══ DATASET EXTRACT ══
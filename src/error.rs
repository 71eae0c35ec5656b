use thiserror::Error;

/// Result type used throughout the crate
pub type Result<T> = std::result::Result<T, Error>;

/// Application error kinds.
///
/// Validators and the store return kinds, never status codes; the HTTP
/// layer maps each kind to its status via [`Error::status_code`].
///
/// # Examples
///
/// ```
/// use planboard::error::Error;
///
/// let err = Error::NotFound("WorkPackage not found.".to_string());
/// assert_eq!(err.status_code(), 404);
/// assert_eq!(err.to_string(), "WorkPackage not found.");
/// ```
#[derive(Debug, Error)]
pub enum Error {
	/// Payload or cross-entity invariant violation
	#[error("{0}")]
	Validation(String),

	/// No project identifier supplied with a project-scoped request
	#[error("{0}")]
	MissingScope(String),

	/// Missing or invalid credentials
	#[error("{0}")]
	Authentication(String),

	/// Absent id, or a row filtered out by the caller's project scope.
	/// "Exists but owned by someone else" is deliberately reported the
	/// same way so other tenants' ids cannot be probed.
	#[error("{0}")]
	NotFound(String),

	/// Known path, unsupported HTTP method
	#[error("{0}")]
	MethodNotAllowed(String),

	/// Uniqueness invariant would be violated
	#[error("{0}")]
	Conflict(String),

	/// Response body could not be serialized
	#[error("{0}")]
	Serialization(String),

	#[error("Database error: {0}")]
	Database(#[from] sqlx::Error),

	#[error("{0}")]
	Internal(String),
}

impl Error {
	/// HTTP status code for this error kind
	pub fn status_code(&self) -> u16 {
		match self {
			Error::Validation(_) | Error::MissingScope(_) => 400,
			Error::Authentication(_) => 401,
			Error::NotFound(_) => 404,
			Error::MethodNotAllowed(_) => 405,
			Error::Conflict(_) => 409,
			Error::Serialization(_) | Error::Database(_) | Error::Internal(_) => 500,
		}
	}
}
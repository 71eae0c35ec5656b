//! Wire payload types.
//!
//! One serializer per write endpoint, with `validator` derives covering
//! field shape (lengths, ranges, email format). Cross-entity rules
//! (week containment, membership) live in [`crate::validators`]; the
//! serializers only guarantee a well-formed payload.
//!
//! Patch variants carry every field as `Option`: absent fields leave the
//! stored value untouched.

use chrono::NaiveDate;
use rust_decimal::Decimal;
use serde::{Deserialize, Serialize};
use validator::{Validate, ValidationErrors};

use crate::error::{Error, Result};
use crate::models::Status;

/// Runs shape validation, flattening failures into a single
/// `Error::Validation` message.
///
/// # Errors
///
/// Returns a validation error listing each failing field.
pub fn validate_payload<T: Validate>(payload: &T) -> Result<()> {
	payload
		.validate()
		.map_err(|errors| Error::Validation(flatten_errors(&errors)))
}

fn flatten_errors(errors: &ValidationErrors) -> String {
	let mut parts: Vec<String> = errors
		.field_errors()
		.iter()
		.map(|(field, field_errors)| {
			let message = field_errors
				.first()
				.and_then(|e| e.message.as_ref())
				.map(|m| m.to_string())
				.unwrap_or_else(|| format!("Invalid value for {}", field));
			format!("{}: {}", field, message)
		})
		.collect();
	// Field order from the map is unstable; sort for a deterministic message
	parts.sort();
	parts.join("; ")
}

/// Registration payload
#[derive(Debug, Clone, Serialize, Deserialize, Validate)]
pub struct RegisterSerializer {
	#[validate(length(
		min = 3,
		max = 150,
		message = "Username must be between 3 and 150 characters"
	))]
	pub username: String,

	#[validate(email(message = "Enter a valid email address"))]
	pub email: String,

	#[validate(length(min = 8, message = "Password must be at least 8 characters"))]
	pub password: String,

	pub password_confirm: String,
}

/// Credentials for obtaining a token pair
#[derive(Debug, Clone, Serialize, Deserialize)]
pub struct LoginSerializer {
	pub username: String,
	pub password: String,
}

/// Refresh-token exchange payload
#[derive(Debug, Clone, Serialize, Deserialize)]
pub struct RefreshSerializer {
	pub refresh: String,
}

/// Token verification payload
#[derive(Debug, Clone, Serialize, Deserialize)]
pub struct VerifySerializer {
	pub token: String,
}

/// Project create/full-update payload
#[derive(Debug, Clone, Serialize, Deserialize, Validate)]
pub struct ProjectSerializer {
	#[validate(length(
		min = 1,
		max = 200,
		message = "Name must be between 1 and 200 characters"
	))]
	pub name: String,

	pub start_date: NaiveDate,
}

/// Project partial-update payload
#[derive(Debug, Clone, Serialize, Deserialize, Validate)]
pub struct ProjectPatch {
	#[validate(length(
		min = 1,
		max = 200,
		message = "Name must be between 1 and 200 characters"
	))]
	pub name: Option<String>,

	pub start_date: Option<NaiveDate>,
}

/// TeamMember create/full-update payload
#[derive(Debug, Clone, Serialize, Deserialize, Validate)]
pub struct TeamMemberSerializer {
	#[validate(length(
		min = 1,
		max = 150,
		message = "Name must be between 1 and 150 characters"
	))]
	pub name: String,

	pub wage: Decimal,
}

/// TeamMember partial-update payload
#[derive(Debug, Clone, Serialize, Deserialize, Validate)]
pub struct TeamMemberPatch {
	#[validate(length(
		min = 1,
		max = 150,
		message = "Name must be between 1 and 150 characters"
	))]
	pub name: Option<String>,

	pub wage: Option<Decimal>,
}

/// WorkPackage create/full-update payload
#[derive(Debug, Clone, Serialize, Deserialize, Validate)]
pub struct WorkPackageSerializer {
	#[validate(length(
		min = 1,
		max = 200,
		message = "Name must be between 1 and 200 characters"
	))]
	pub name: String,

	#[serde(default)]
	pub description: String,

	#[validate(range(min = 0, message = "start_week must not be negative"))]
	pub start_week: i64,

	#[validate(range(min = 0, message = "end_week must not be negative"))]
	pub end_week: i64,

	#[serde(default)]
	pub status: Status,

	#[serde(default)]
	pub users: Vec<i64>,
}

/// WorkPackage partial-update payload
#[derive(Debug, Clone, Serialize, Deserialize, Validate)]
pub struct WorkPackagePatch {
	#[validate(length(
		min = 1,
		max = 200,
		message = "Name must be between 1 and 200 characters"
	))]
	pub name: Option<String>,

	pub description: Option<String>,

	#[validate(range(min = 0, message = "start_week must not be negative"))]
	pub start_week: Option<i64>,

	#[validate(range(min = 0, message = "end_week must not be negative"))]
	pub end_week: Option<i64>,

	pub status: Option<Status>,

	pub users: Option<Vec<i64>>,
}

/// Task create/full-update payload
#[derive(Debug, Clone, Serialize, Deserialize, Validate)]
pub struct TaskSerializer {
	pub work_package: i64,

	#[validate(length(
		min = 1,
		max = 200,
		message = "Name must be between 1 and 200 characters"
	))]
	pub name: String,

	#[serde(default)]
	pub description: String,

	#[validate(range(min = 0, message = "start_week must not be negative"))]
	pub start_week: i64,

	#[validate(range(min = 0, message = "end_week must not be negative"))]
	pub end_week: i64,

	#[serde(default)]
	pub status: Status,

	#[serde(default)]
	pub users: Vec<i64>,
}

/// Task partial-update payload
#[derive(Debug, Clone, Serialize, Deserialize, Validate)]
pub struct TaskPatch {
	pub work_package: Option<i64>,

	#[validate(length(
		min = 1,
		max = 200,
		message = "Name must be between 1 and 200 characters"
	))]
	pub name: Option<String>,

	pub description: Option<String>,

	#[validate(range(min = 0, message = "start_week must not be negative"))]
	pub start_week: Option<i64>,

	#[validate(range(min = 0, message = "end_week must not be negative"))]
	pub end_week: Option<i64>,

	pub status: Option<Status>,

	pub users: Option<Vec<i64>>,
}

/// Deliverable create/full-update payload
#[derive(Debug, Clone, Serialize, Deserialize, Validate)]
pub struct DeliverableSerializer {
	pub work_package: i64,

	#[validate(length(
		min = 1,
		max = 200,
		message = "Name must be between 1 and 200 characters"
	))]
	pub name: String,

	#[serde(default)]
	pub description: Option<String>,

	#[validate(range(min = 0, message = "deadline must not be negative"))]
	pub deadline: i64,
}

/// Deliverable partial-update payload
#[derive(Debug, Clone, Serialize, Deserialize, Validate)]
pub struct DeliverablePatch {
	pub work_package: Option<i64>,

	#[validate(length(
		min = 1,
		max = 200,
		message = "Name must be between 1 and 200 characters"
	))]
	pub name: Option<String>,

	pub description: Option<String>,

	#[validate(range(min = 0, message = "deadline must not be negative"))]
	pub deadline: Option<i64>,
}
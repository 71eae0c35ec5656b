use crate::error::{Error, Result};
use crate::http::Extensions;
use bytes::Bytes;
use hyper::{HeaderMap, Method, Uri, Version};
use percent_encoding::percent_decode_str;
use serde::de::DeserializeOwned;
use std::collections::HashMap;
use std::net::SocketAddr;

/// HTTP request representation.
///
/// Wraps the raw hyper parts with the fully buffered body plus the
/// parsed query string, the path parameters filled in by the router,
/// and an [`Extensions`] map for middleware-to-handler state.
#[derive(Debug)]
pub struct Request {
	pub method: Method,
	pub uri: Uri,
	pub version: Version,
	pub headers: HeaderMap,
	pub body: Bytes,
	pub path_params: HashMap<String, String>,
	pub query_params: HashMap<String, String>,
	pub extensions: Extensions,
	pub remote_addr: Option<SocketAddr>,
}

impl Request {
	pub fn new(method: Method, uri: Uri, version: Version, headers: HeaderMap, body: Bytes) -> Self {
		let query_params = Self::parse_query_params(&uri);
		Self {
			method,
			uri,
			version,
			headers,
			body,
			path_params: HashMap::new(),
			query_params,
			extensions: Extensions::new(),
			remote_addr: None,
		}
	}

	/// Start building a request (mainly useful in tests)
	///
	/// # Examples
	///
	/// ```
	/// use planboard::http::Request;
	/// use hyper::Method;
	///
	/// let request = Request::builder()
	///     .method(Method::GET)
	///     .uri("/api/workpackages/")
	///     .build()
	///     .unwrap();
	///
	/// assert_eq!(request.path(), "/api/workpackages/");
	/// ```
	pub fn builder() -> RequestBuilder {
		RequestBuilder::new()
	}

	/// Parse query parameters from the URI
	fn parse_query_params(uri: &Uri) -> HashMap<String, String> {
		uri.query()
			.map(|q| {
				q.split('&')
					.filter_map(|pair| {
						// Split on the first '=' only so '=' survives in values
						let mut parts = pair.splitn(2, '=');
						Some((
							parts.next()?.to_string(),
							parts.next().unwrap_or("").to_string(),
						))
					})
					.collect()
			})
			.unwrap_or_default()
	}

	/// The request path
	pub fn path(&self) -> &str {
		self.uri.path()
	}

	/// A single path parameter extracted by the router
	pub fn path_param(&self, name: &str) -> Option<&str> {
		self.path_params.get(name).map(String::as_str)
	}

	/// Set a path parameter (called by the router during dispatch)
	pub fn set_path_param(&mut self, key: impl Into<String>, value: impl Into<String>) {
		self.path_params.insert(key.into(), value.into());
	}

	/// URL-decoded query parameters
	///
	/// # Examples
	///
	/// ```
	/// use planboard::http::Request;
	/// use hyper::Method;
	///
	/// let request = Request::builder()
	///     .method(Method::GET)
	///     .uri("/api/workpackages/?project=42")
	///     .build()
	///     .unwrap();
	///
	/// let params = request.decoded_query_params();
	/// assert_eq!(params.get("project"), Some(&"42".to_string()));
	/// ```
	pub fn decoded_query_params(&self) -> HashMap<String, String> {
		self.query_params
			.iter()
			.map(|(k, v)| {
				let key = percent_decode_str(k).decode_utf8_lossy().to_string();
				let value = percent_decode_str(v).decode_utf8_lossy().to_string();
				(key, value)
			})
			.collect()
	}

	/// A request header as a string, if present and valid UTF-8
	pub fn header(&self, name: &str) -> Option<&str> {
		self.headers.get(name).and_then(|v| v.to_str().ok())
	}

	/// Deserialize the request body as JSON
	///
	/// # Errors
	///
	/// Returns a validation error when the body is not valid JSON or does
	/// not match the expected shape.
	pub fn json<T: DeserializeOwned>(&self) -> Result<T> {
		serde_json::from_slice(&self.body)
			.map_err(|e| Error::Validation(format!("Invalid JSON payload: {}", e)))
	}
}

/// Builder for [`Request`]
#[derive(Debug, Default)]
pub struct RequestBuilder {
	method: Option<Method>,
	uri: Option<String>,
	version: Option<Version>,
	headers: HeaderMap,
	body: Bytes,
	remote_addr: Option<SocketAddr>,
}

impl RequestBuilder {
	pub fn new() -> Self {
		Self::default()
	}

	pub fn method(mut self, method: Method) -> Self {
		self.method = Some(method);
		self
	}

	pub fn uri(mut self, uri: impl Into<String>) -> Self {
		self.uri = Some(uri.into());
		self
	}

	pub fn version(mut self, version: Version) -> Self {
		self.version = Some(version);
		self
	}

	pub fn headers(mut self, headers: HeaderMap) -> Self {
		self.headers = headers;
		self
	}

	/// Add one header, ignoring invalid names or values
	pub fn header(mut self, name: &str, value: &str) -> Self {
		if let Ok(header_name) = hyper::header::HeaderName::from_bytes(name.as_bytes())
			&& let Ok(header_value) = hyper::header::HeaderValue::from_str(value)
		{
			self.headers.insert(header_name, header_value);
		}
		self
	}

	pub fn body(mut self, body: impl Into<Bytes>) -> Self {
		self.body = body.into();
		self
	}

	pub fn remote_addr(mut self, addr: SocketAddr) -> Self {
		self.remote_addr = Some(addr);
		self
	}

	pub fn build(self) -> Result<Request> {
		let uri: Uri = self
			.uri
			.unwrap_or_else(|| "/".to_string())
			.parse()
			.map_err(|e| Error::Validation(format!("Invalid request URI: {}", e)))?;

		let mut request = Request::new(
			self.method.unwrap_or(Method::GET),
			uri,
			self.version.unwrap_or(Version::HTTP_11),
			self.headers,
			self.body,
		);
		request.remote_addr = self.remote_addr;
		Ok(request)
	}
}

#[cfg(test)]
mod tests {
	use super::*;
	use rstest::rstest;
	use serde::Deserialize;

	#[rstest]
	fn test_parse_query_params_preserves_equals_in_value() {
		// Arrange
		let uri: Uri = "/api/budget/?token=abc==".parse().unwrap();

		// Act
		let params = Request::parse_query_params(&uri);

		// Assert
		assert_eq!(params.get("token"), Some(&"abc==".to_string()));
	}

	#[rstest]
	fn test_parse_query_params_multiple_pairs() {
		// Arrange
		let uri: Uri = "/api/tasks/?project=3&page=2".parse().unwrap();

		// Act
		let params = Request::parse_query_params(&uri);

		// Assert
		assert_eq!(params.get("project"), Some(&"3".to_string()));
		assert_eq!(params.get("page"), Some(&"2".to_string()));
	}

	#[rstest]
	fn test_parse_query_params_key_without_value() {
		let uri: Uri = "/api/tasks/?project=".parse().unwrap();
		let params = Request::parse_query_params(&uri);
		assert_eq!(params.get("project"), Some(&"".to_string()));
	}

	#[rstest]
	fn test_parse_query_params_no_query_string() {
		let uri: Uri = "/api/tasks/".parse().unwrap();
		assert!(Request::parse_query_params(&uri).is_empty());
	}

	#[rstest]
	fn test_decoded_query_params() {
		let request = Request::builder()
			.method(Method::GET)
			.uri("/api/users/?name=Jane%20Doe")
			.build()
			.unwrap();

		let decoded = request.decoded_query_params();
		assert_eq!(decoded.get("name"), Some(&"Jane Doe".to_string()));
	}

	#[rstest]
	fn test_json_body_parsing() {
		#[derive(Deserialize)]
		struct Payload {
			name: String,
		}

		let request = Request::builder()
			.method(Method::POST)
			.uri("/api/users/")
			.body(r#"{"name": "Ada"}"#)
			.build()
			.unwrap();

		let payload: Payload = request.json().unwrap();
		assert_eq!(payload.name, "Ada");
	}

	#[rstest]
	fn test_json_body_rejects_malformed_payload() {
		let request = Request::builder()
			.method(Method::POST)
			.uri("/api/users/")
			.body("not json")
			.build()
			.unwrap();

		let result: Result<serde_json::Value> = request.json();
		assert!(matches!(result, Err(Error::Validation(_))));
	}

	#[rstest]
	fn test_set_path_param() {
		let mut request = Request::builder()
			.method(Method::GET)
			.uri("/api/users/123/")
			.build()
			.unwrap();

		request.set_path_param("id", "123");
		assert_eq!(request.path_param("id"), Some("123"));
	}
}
═══
Please transcribe exactly the lines above from the line that has "pub fn new()" up to and including the line that has "if let Ok(header_name)"; no other line belongs in the answer.

	pub fn new() -> Self {
		Self::default()
	}

	pub fn method(mut self, method: Method) -> Self {
		self.method = Some(method);
		self
	}

	pub fn uri(mut self, uri: impl Into<String>) -> Self {
		self.uri = Some(uri.into());
		self
	}

	pub fn version(mut self, version: Version) -> Self {
		self.version = Some(version);
		self
	}

	pub fn headers(mut self, headers: HeaderMap) -> Self {
		self.headers = headers;
		self
	}

	/// Add one header, ignoring invalid names or values
	pub fn header(mut self, name: &str, value: &str) -> Self {
		if let Ok(header_name) = hyper::header::HeaderName::from_bytes(name.as_bytes())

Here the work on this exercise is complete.